A retail company is on a transformative journey, aiming to elevate their customer services through cutting-edge advancements in Speech Recognition and Natural Language Processing (NLP). As the machine learning engineer for this initiative, you are tasked with developing functionalities that not only convert customer support audio calls into text but also explore methodologies to extract insights from transcribed texts.

In this dynamic project, we leverage the power of `SpeechRecognition`, `Pydub`, and `spaCy` – three open-source packages that form the backbone of your solution. Your objectives are:
  - Transcribe a sample customer audio call, stored at `sample_customer_call.wav`, to showcase the power of open-source speech recognition technology.
  - Analyze sentiment, identify common named entities, and enhance user experience by searching for the most similar customer calls based on a given query from a subset of their pre-transcribed call data, stored at `customer_call_transcriptions.csv`.

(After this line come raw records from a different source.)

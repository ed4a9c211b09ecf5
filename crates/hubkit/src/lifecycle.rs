//! Component lifecycle.
//!
//! [`Hub::initialize`](crate::Hub::initialize) and
//! [`Hub::cleanup`](crate::Hub::cleanup) sweep every registered component
//! and call its capability when present. A failing component never stops
//! the sweep; its error is collected as a [`LifecycleFailure`].
//!
//! [`HubScope`] pairs the two: initialize on creation, cleanup on drop,
//! so cleanup also runs on early return and on unwinding panics.

use std::fmt;
use std::ops::{Deref, DerefMut};

use crate::hub::Hub;

/// A lifecycle phase.
#[derive(Debug, Clone, Copy, PartialEq, Eq, Hash)]
pub enum LifecyclePhase {
    Initialize,
    Cleanup,
}

impl fmt::Display for LifecyclePhase {
    fn fmt(&self, f: &mut fmt::Formatter<'_>) -> fmt::Result {
        match self {
            Self::Initialize => write!(f, "initialize"),
            Self::Cleanup => write!(f, "cleanup"),
        }
    }
}

/// One component's failed capability call.
#[derive(Debug)]
pub struct LifecycleFailure {
    /// Registered component name
    pub component: String,
    /// Dimension the component lives in
    pub dimension: String,
    /// Which capability failed
    pub phase: LifecyclePhase,
    /// The capability's error
    pub error: anyhow::Error,
}

impl fmt::Display for LifecycleFailure {
    fn fmt(&self, f: &mut fmt::Formatter<'_>) -> fmt::Result {
        write!(
            f,
            "{} of component '{}' in dimension '{}' failed: {}",
            self.phase, self.component, self.dimension, self.error
        )
    }
}

/// An initialized Hub that cleans up when dropped.
///
/// Created by [`Hub::scope`](crate::Hub::scope).
pub struct HubScope<'a> {
    hub: &'a mut Hub,
    init_failures: Vec<LifecycleFailure>,
}

impl<'a> HubScope<'a> {
    pub(crate) fn enter(hub: &'a mut Hub) -> Self {
        let init_failures = hub.initialize();
        Self { hub, init_failures }
    }

    /// Failures from the initialize sweep run on entry.
    pub fn init_failures(&self) -> &[LifecycleFailure] {
        &self.init_failures
    }
}

impl Deref for HubScope<'_> {
    type Target = Hub;

    fn deref(&self) -> &Hub {
        self.hub
    }
}

impl DerefMut for HubScope<'_> {
    fn deref_mut(&mut self) -> &mut Hub {
        self.hub
    }
}

impl Drop for HubScope<'_> {
    fn drop(&mut self) {
        let failures = self.hub.cleanup();
        if !failures.is_empty() {
            tracing::warn!(count = failures.len(), "hub scope closed with cleanup failures");
        }
    }
}

impl fmt::Debug for HubScope<'_> {
    fn fmt(&self, f: &mut fmt::Formatter<'_>) -> fmt::Result {
        f.debug_struct("HubScope")
            .field("init_failures", &self.init_failures.len())
            .finish_non_exhaustive()
    }
}

#[cfg(test)]
mod tests {
    use super::*;

    #[test]
    fn test_phase_display() {
        assert_eq!(LifecyclePhase::Initialize.to_string(), "initialize");
        assert_eq!(LifecyclePhase::Cleanup.to_string(), "cleanup");
    }

    #[test]
    fn test_failure_display() {
        let failure = LifecycleFailure {
            component: "db".into(),
            dimension: "component".into(),
            phase: LifecyclePhase::Cleanup,
            error: anyhow::anyhow!("connection reset"),
        };
        assert_eq!(
            failure.to_string(),
            "cleanup of component 'db' in dimension 'component' failed: connection reset"
        );
    }
}
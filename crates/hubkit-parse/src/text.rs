//! Whitespace handling shared by the parsers.

/// Unicode `White_Space` plus the ASCII information separators
/// U+001C..=U+001F, which configuration sources also treat as blank.
pub(crate) fn is_config_space(c: char) -> bool {
    c.is_whitespace() || ('\u{1c}'..='\u{1f}').contains(&c)
}

/// Trims [`is_config_space`] characters from both ends.
pub(crate) fn trim_value(value: &str) -> &str {
    value.trim_matches(is_config_space)
}

#[cfg(test)]
mod tests {
    use super::*;

    #[test]
    fn test_trims_information_separators() {
        assert_eq!(trim_value("\u{1c}true\u{1f}"), "true");
        assert_eq!(trim_value("\u{1d}\u{1e} on "), "on");
    }

    #[test]
    fn test_trims_unicode_whitespace() {
        assert_eq!(trim_value("\u{a0}yes\u{3000}"), "yes");
        assert_eq!(trim_value("\u{85}\t1\n"), "1");
    }

    #[test]
    fn test_keeps_inner_characters() {
        assert_eq!(trim_value(" a b "), "a b");
        assert_eq!(trim_value("\u{1c}"), "");
    }
}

This project is an opportunity to unlock the potential of machine learning to revolutionize customer support. Let's delve into the interplay between technology and service excellence.

In [10]:
!pip install SpeechRecognition
!pip install pydub
!pip install spacy
!python3 -m spacy download en_core_web_sm

Defaulting to user installation because normal site-packages is not writeable
Defaulting to user installation because normal site-packages is not writeable
Defaulting to user installation because normal site-packages is not writeable
Defaulting to user installation because normal site-packages is not writeable
Collecting en-core-web-sm==3.6.0
  Downloading https://github.com/explosion/spacy-models/releases/download/en_core_web_sm-3.6.0/en_core_web_sm-3.6.0-py3-none-any.whl (12.8 MB)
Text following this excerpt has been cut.